■ **HOW TO COMPLETE THIS TASK**:
Filter this data down to the lines that hold "UnboundIdentifier", and copy them.

■ **MATERIAL SHOWN**:
---*---

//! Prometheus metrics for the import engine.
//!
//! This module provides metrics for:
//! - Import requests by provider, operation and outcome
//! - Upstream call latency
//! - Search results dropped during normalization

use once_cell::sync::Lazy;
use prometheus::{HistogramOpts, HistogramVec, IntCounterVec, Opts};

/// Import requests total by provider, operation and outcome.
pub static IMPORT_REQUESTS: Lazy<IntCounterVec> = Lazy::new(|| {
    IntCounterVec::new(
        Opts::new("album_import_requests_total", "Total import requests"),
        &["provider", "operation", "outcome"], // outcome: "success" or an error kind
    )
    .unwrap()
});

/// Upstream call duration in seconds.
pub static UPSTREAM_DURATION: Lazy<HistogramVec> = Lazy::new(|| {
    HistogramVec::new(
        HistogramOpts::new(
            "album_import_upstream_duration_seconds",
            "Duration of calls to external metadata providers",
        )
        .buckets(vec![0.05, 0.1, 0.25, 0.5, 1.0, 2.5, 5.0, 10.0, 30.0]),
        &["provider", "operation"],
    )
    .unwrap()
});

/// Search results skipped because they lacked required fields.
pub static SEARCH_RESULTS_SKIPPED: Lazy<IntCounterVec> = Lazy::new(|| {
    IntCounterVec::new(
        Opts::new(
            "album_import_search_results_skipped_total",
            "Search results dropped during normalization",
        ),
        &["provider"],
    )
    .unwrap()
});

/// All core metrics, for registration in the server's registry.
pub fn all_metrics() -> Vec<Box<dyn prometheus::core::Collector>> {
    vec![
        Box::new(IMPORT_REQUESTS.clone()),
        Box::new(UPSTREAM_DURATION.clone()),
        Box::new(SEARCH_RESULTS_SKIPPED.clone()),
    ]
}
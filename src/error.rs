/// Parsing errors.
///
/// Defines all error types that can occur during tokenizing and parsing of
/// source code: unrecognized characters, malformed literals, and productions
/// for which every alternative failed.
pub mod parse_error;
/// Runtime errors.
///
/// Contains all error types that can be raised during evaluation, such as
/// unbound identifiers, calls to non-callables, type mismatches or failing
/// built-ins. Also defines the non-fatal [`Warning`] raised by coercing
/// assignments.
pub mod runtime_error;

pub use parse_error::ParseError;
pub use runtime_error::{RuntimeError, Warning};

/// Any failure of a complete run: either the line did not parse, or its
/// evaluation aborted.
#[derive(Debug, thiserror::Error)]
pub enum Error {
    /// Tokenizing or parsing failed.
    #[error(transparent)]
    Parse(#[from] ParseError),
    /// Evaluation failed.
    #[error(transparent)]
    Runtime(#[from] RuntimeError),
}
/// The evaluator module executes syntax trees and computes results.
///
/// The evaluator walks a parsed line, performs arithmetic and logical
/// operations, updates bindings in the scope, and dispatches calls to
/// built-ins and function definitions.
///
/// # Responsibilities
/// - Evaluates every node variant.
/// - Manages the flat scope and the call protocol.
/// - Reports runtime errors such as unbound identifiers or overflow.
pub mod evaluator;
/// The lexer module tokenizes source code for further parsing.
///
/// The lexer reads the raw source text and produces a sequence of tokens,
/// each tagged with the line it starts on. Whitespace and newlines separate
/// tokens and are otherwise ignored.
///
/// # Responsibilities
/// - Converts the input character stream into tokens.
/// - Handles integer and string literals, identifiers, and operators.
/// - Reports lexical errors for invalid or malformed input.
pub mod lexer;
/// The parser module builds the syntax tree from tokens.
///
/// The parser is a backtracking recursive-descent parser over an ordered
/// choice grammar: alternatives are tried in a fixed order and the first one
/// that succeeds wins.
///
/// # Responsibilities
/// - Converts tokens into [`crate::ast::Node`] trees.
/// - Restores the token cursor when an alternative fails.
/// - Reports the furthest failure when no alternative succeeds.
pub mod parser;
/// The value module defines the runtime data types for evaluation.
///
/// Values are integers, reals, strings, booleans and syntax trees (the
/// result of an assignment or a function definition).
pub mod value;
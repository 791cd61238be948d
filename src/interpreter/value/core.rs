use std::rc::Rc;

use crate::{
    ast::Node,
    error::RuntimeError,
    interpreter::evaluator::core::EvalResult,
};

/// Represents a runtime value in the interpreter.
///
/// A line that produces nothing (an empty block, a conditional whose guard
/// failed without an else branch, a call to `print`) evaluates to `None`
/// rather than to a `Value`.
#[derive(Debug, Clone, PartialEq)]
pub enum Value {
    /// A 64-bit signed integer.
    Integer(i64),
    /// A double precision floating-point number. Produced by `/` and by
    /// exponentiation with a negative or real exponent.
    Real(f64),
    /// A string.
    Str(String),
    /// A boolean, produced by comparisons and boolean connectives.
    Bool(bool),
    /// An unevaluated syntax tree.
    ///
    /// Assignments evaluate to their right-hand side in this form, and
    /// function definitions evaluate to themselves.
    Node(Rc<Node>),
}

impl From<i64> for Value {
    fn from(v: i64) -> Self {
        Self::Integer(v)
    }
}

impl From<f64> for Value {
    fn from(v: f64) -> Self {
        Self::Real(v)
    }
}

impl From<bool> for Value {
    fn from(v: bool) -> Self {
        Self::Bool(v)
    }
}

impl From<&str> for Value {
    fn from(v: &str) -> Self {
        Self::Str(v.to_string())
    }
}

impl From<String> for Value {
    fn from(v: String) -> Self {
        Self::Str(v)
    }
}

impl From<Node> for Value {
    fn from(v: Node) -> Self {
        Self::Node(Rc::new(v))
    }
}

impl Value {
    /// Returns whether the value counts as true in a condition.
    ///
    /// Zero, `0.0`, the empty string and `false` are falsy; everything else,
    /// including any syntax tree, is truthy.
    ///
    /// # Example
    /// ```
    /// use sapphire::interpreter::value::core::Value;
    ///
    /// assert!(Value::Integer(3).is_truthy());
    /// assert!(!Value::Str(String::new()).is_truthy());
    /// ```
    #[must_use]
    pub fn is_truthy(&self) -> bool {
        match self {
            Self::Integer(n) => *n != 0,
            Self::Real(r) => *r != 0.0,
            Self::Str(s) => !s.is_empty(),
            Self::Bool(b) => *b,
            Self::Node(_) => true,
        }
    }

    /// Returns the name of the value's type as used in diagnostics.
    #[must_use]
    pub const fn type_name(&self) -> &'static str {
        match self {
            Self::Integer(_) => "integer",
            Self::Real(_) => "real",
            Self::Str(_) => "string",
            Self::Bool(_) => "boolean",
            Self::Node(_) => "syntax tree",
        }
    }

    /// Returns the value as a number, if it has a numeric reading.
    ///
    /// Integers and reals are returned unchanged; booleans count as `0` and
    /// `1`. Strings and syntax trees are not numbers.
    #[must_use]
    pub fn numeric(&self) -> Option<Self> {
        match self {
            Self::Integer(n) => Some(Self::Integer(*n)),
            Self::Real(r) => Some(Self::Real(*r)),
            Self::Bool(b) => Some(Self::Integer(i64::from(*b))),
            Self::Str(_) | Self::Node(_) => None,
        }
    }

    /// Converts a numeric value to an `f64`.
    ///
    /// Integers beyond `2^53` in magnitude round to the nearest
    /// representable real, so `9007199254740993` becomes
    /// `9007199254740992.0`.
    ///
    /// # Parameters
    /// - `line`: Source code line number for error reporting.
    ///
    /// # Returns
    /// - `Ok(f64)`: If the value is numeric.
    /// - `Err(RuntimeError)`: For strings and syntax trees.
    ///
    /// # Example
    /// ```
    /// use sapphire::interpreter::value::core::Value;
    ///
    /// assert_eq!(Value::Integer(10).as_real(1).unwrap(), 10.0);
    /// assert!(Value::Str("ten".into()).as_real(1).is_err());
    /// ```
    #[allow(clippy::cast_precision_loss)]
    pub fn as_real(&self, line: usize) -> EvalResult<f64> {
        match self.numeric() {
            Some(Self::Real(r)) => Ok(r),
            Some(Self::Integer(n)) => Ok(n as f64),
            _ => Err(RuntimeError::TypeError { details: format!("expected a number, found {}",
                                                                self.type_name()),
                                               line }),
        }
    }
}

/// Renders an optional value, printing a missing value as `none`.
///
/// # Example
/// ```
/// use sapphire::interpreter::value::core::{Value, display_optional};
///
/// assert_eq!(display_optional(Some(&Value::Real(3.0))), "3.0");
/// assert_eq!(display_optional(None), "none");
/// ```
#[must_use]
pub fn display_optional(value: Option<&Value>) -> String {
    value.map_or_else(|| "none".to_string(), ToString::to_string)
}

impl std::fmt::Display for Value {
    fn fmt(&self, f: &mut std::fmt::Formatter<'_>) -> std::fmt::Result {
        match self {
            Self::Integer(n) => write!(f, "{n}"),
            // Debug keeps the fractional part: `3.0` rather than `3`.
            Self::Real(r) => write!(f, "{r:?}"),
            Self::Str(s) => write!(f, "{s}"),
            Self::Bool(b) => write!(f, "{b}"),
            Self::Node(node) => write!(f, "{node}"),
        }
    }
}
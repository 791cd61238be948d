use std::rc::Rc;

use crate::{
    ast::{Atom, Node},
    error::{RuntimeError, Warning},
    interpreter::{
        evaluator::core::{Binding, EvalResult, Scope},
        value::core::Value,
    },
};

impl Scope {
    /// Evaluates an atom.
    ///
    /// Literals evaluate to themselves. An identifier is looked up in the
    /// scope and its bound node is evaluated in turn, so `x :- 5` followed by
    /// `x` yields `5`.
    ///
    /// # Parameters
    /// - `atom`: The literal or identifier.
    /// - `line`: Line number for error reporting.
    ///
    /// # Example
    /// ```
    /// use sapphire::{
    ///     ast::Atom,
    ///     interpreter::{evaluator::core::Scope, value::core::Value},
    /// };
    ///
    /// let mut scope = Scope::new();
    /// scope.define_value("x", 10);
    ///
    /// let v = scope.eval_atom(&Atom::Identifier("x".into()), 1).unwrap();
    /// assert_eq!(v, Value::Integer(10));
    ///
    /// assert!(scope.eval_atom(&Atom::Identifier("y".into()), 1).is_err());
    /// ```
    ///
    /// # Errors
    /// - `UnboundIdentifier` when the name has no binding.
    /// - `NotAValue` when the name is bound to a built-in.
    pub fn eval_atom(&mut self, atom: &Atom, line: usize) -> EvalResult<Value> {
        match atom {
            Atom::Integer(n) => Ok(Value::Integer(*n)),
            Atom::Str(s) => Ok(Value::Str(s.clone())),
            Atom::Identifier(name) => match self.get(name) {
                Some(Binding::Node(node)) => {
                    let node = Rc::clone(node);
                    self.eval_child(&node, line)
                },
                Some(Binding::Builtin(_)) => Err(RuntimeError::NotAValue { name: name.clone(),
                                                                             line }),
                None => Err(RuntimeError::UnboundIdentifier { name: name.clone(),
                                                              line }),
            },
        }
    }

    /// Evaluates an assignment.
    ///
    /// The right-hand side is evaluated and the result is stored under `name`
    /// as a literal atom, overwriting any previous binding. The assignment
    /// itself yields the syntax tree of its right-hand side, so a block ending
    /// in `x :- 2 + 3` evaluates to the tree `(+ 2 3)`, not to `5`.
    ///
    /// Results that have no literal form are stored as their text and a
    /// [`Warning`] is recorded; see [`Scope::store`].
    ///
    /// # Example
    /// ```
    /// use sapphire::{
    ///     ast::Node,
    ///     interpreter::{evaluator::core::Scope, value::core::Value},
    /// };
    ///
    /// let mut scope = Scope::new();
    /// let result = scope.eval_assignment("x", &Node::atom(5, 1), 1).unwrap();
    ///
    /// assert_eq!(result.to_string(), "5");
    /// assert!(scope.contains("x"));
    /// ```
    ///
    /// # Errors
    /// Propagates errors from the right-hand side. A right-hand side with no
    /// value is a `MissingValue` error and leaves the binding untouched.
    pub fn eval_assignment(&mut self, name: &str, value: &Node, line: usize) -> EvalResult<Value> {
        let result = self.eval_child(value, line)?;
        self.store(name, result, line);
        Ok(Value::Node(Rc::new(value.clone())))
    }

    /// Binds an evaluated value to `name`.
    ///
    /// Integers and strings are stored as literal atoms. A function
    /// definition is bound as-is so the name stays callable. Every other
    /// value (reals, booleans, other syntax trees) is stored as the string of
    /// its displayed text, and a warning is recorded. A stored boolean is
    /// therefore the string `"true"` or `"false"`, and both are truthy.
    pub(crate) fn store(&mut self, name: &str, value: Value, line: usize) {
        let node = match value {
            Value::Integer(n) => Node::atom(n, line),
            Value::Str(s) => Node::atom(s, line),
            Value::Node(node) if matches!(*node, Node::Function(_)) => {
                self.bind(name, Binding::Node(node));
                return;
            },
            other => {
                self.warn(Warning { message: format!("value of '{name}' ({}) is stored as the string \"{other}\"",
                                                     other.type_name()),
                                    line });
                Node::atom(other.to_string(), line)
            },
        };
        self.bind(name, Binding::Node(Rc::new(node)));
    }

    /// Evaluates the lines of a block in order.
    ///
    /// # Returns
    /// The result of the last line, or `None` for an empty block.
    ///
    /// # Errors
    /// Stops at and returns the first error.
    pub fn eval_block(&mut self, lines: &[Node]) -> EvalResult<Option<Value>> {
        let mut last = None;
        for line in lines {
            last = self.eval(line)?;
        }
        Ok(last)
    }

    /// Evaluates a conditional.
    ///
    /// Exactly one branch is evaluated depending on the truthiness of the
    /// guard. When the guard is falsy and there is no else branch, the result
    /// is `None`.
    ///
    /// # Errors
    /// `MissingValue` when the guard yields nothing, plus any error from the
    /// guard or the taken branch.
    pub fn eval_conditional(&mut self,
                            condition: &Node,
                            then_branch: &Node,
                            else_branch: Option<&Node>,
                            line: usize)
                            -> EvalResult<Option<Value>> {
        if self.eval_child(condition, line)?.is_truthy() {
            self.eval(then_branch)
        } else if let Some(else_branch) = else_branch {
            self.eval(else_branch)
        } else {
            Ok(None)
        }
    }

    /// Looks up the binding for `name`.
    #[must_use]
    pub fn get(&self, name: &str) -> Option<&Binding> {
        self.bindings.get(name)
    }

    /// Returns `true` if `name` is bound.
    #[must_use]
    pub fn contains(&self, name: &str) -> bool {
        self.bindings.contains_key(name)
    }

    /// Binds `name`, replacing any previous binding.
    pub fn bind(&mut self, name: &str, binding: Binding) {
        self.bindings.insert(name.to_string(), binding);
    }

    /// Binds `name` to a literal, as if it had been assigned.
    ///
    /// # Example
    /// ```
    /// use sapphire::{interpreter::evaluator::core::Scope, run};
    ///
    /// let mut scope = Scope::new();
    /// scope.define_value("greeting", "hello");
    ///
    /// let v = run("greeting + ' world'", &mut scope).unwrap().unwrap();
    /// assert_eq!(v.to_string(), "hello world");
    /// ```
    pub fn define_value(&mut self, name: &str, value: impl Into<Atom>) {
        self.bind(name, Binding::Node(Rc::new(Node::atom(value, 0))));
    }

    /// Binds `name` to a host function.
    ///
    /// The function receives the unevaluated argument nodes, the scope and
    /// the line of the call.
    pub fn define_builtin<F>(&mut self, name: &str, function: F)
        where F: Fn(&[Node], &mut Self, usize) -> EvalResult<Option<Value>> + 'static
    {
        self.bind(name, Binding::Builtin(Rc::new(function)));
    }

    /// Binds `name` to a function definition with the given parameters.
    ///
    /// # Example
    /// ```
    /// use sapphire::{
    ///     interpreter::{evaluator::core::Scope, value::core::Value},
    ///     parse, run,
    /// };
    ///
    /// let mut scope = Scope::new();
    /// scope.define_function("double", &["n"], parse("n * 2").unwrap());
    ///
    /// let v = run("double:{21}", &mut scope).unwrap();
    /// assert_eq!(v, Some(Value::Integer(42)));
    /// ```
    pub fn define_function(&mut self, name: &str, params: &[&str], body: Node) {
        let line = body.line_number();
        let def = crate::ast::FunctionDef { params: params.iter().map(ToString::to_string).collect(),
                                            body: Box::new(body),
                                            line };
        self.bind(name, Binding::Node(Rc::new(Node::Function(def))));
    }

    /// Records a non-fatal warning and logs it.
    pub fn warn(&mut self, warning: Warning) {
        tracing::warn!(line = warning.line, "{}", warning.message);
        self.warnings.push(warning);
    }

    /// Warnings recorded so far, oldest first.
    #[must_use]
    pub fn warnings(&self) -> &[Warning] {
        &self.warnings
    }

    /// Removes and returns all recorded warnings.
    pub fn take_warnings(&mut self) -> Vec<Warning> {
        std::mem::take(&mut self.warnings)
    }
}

---*---

■ **EXERCISE OUTPUT**:
    /// - `UnboundIdentifier` when the name has no binding.
                None => Err(RuntimeError::UnboundIdentifier { name: name.clone(),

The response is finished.